On the second page there are spots for program accomplishments. This includes descriptions of what benefit each program did, along with how much it cost to do that and how much income it generated. Sometimes some of this information is missing, but it’s worth taking a look.

A few pages later, in Part VII, there’s a list of board members. This page also often includes the executive director and/or other top leadership in the organization. You can see how much these folks were paid, and an estimate of how many hours they volunteered or worked in an average week. If the number of board members listed here is longer than what we saw on lines 3 & 4 of page one, you know that some board members have stepped down during the year. Finding the people listed here on LinkedIn can tell you what skillsets this organization currently has on its board of directors.

Part VIII shows a more comprehensive breakdown of income, helping you understand where the organization gets the money to pay for its services. With the help of a calculator, I can figure that the organization I’m looking at brings in 69% of its revenue from contributions of some sort and 31% from adoption fees. That information would help you determine a business model that brings in enough money to keep your organization afloat.

Part IX shows expenses in more detail, or where the money went. In my puppy example 37% of the expenses went to paying staff and 44% went to paying veterinarians. I needed to use a little basic math to figure this out, but it’s the kind of thing that’s useful when figuring out your own organization’s budget needs.

After the main form there are several schedules that are required. Some of them are quite useful.

Schedule A shows a snapshot of the last five year’s income year by year. This section’s purpose is to show how much public support the organization gets, but it also give you an idea if the organization is growing or shrinking. The one I’m looking at grew from $40,000 in 2011 to $370,000 in 2015.
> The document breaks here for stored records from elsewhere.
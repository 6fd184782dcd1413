//! Indentation-aware recursive-descent parser.
//!
//! Top-level items are parsed independently: a function that fails to parse
//! becomes an [`Item::Broken`] and the rest of the module is still usable.

use num_bigint::BigInt;
use verity_model::{BinOp, CmpOp, UnaryOp, Value};

use crate::ast::{
    BoolOp, Expr, ExprId, ExprKind, FunctionDef, Item, Module, Param, Stmt, StmtKind, Target,
};
use crate::error::ParseError;
use crate::lexer::{logical_lines, Line, Token};

/// Maximum expression nesting depth.
pub const MAX_DEPTH: usize = 64;

/// Parse a whole module. Never fails as a whole; see [`Item::Broken`].
pub fn parse_module(source: &str) -> Module {
    let lines = logical_lines(source);
    let mut parser = BlockParser {
        lines: &lines,
        pos: 0,
        ids: 0,
    };
    let mut items = Vec::new();
    let mut decorated = false;
    while parser.pos < lines.len() {
        let start = parser.pos;
        let end = block_end(&lines, start);
        if lines[start].indent > 0 {
            items.push(Item::Broken {
                name: None,
                error: ParseError::UnexpectedIndent {
                    line: lines[start].number,
                },
            });
            parser.pos = end;
            continue;
        }
        if let Some(item) = parser.parse_item(end, &mut decorated) {
            items.push(item);
        }
        parser.pos = end;
    }
    Module { items }
}

/// Parse a single expression. Ids start at zero.
pub fn parse_expression(source: &str) -> Result<Expr, ParseError> {
    let lines = logical_lines(source);
    let line = lines.first().ok_or(ParseError::UnexpectedEol {
        line: 1,
        expected: "expression".to_string(),
    })?;
    let tokens = line_tokens(line)?;
    let mut ids = 0;
    let mut lp = LineParser::new(tokens, line.number, &mut ids);
    let expr = lp.parse_testlist()?;
    lp.expect_end()?;
    Ok(expr)
}

fn block_end(lines: &[Line], start: usize) -> usize {
    let indent = lines[start].indent;
    let mut end = start + 1;
    while end < lines.len() && lines[end].indent > indent {
        end += 1;
    }
    end
}

fn line_tokens(line: &Line) -> Result<&[Token], ParseError> {
    line.tokens.as_deref().map_err(|e| e.clone())
}

struct BlockParser<'a> {
    lines: &'a [Line],
    pos: usize,
    ids: ExprId,
}

impl<'a> BlockParser<'a> {
    fn parse_item(&mut self, end: usize, decorated: &mut bool) -> Option<Item> {
        let lines = self.lines;
        let line = &lines[self.pos];
        let tokens = match line_tokens(line) {
            Ok(t) => t,
            Err(error) => return Some(Item::Broken { name: None, error }),
        };
        let name = match tokens.get(1) {
            Some(Token::Name(n)) => Some(n.clone()),
            _ => None,
        };
        match tokens.first() {
            Some(Token::At) => {
                *decorated = true;
                None
            }
            Some(Token::Def) if *decorated => {
                *decorated = false;
                Some(Item::Unsupported {
                    construct: "decorated function".to_string(),
                    name,
                    line: line.number,
                })
            }
            Some(Token::Def) => Some(match self.parse_function(end) {
                Ok(f) => Item::Function(f),
                Err(error) => Item::Broken { name, error },
            }),
            Some(Token::Class) => {
                *decorated = false;
                Some(Item::Unsupported {
                    construct: "class".to_string(),
                    name,
                    line: line.number,
                })
            }
            Some(Token::Import) | Some(Token::From) => Some(Item::Import {
                names: import_bindings(tokens),
                line: line.number,
            }),
            Some(Token::Str(_)) if tokens.len() == 1 => None,
            Some(Token::Name(n)) if tokens.get(1) == Some(&Token::Assign) => {
                let mut lp = LineParser::new(&tokens[2..], line.number, &mut self.ids);
                let parsed = lp.parse_testlist().and_then(|e| lp.expect_end().map(|_| e));
                Some(match parsed {
                    Ok(value) => Item::Global {
                        name: n.clone(),
                        value,
                        line: line.number,
                    },
                    Err(error) => Item::Broken {
                        name: Some(n.clone()),
                        error,
                    },
                })
            }
            _ => Some(Item::Unsupported {
                construct: "module-level statement".to_string(),
                name: None,
                line: line.number,
            }),
        }
    }

    fn parse_function(&mut self, end: usize) -> Result<FunctionDef, ParseError> {
        let lines = self.lines;
        let header = &lines[self.pos];
        let tokens = line_tokens(header)?;
        self.pos += 1;
        let mut lp = LineParser::new(&tokens[1..], header.number, &mut self.ids);
        let name = lp.expect_name("function name")?;
        lp.expect(Token::LParen, "'('")?;
        let params = lp.parse_params()?;
        if lp.eat(&Token::Arrow) {
            lp.parse_test()?;
        }
        lp.expect(Token::Colon, "':'")?;
        let inline = if lp.at_end() {
            None
        } else {
            Some(lp.parse_simple_statements()?)
        };
        let body = match inline {
            Some(stmts) => stmts,
            None => self.parse_suite(0, header.number)?,
        };
        if self.pos != end {
            return Err(ParseError::UnexpectedIndent {
                line: lines[self.pos].number,
            });
        }
        Ok(FunctionDef {
            name,
            params,
            body,
            line: header.number,
        })
    }

    /// Parse the indented block following a compound header at `indent`.
    fn parse_suite(&mut self, indent: usize, header_line: u32) -> Result<Vec<Stmt>, ParseError> {
        match self.lines.get(self.pos) {
            Some(next) if next.indent > indent => {
                let body_indent = next.indent;
                self.parse_block(body_indent)
            }
            _ => Err(ParseError::ExpectedBlock { line: header_line }),
        }
    }

    fn parse_block(&mut self, indent: usize) -> Result<Vec<Stmt>, ParseError> {
        let mut stmts = Vec::new();
        while let Some(line) = self.lines.get(self.pos) {
            if line.indent < indent {
                break;
            }
            if line.indent > indent {
                return Err(ParseError::UnexpectedIndent { line: line.number });
            }
            self.parse_statement(indent, &mut stmts)?;
        }
        Ok(stmts)
    }

    fn skip_suite(&mut self, indent: usize) {
        while let Some(line) = self.lines.get(self.pos) {
            if line.indent <= indent {
                break;
            }
            self.pos += 1;
        }
    }

    fn next_clause(&self, indent: usize) -> Option<&'a Token> {
        let lines = self.lines;
        let line = lines.get(self.pos)?;
        if line.indent != indent {
            return None;
        }
        line.tokens.as_ref().ok()?.first()
    }

    fn parse_statement(&mut self, indent: usize, out: &mut Vec<Stmt>) -> Result<(), ParseError> {
        let lines = self.lines;
        let line = &lines[self.pos];
        let tokens = line_tokens(line)?;
        let number = line.number;
        self.pos += 1;
        match tokens.first() {
            Some(Token::If) => {
                let stmt = self.parse_if(tokens, number, indent)?;
                out.push(stmt);
            }
            Some(Token::While) => {
                let (test, body) = self.parse_header_and_body(&tokens[1..], number, indent)?;
                if self.next_clause(indent) == Some(&Token::Else) {
                    self.pos += 1;
                    self.skip_suite(indent);
                    out.push(unsupported(number, "while-else"));
                } else {
                    out.push(Stmt {
                        line: number,
                        kind: StmtKind::While { test, body },
                    });
                }
            }
            Some(Token::For) => {
                let mut lp = LineParser::new(&tokens[1..], number, &mut self.ids);
                let target_expr = lp.parse_target_list()?;
                let target = Target::from_expr(&target_expr)?;
                lp.expect(Token::In, "'in'")?;
                let iter = lp.parse_testlist()?;
                lp.expect(Token::Colon, "':'")?;
                let inline = if lp.at_end() {
                    None
                } else {
                    Some(lp.parse_simple_statements()?)
                };
                let body = match inline {
                    Some(stmts) => stmts,
                    None => self.parse_suite(indent, number)?,
                };
                if self.next_clause(indent) == Some(&Token::Else) {
                    self.pos += 1;
                    self.skip_suite(indent);
                    out.push(unsupported(number, "for-else"));
                } else {
                    out.push(Stmt {
                        line: number,
                        kind: StmtKind::For { target, iter, body },
                    });
                }
            }
            Some(Token::Try) => {
                self.skip_suite(indent);
                while matches!(
                    self.next_clause(indent),
                    Some(Token::Except) | Some(Token::Finally) | Some(Token::Else)
                ) {
                    self.pos += 1;
                    self.skip_suite(indent);
                }
                out.push(unsupported(number, "try"));
            }
            Some(Token::Def) | Some(Token::Class) | Some(Token::With) | Some(Token::Async) => {
                self.skip_suite(indent);
                let construct = match tokens[0] {
                    Token::Def => "nested function",
                    Token::Class => "class",
                    Token::With => "with",
                    _ => "async",
                };
                out.push(unsupported(number, construct));
            }
            Some(Token::At) => out.push(unsupported(number, "decorator")),
            _ => {
                let mut lp = LineParser::new(tokens, number, &mut self.ids);
                out.extend(lp.parse_simple_statements()?);
            }
        }
        Ok(())
    }

    fn parse_header_and_body(
        &mut self,
        tokens: &[Token],
        number: u32,
        indent: usize,
    ) -> Result<(Expr, Vec<Stmt>), ParseError> {
        let mut lp = LineParser::new(tokens, number, &mut self.ids);
        let test = lp.parse_test()?;
        lp.expect(Token::Colon, "':'")?;
        let inline = if lp.at_end() {
            None
        } else {
            Some(lp.parse_simple_statements()?)
        };
        let body = match inline {
            Some(stmts) => stmts,
            None => self.parse_suite(indent, number)?,
        };
        Ok((test, body))
    }

    /// `if`/`elif` chains become nested `If` statements in `orelse`.
    fn parse_if(
        &mut self,
        tokens: &[Token],
        number: u32,
        indent: usize,
    ) -> Result<Stmt, ParseError> {
        let (test, body) = self.parse_header_and_body(&tokens[1..], number, indent)?;
        let orelse = match self.next_clause(indent) {
            Some(Token::Elif) => {
                let lines = self.lines;
                let line = &lines[self.pos];
                let elif_tokens = line_tokens(line)?;
                self.pos += 1;
                vec![self.parse_if(elif_tokens, line.number, indent)?]
            }
            Some(Token::Else) => {
                let lines = self.lines;
                let line = &lines[self.pos];
                let else_tokens = line_tokens(line)?;
                self.pos += 1;
                let mut lp = LineParser::new(&else_tokens[1..], line.number, &mut self.ids);
                lp.expect(Token::Colon, "':'")?;
                let inline = if lp.at_end() {
                    None
                } else {
                    Some(lp.parse_simple_statements()?)
                };
                match inline {
                    Some(stmts) => stmts,
                    None => self.parse_suite(indent, line.number)?,
                }
            }
            _ => Vec::new(),
        };
        Ok(Stmt {
            line: number,
            kind: StmtKind::If { test, body, orelse },
        })
    }
}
Schedule O often contains useful information. This section is just a blank form used for listing notes about the rest of the form. It might help explain mysterious numbers or answers elsewhere in the form.

How do you learn more?

Of course, in addition to examining the organization’s 990, it’s also a good idea to review the organization’s website and do a basic Google search for related press releases and news articles about the group. Sometimes the review of the 990 or this other work doesn’t directly tell you what you want to know, or maybe it even raises questions you hadn’t considered.

I looked at a few of these forms (for a different organization) and noticed that they lost money on a fundraising event for two years in a row. This made me wonder if they were bad at fundraising, unlucky, or something else was going on? To find out more I’d probably need to talk to someone within the organization. Along with the list of the board and officers on page 7, I could use LinkedIn or Facebook to see if anyone I know has a connection with these people, and if so I could work my network to get an introduction. Alternatively, I could visit the website or just call the phone number from page 1 and ask to talk to their executive director.

In the end, it’s really important to actually meet with people in existing organizations before you start your nonprofit. This will give you key insights that you will need to know sooner rather than later. Taking a peek under the hood by scanning their 990s is a great start to this process, and reading a few of them will make you more knowledgeable and help you win points with these community leaders before you sit down with them one on one.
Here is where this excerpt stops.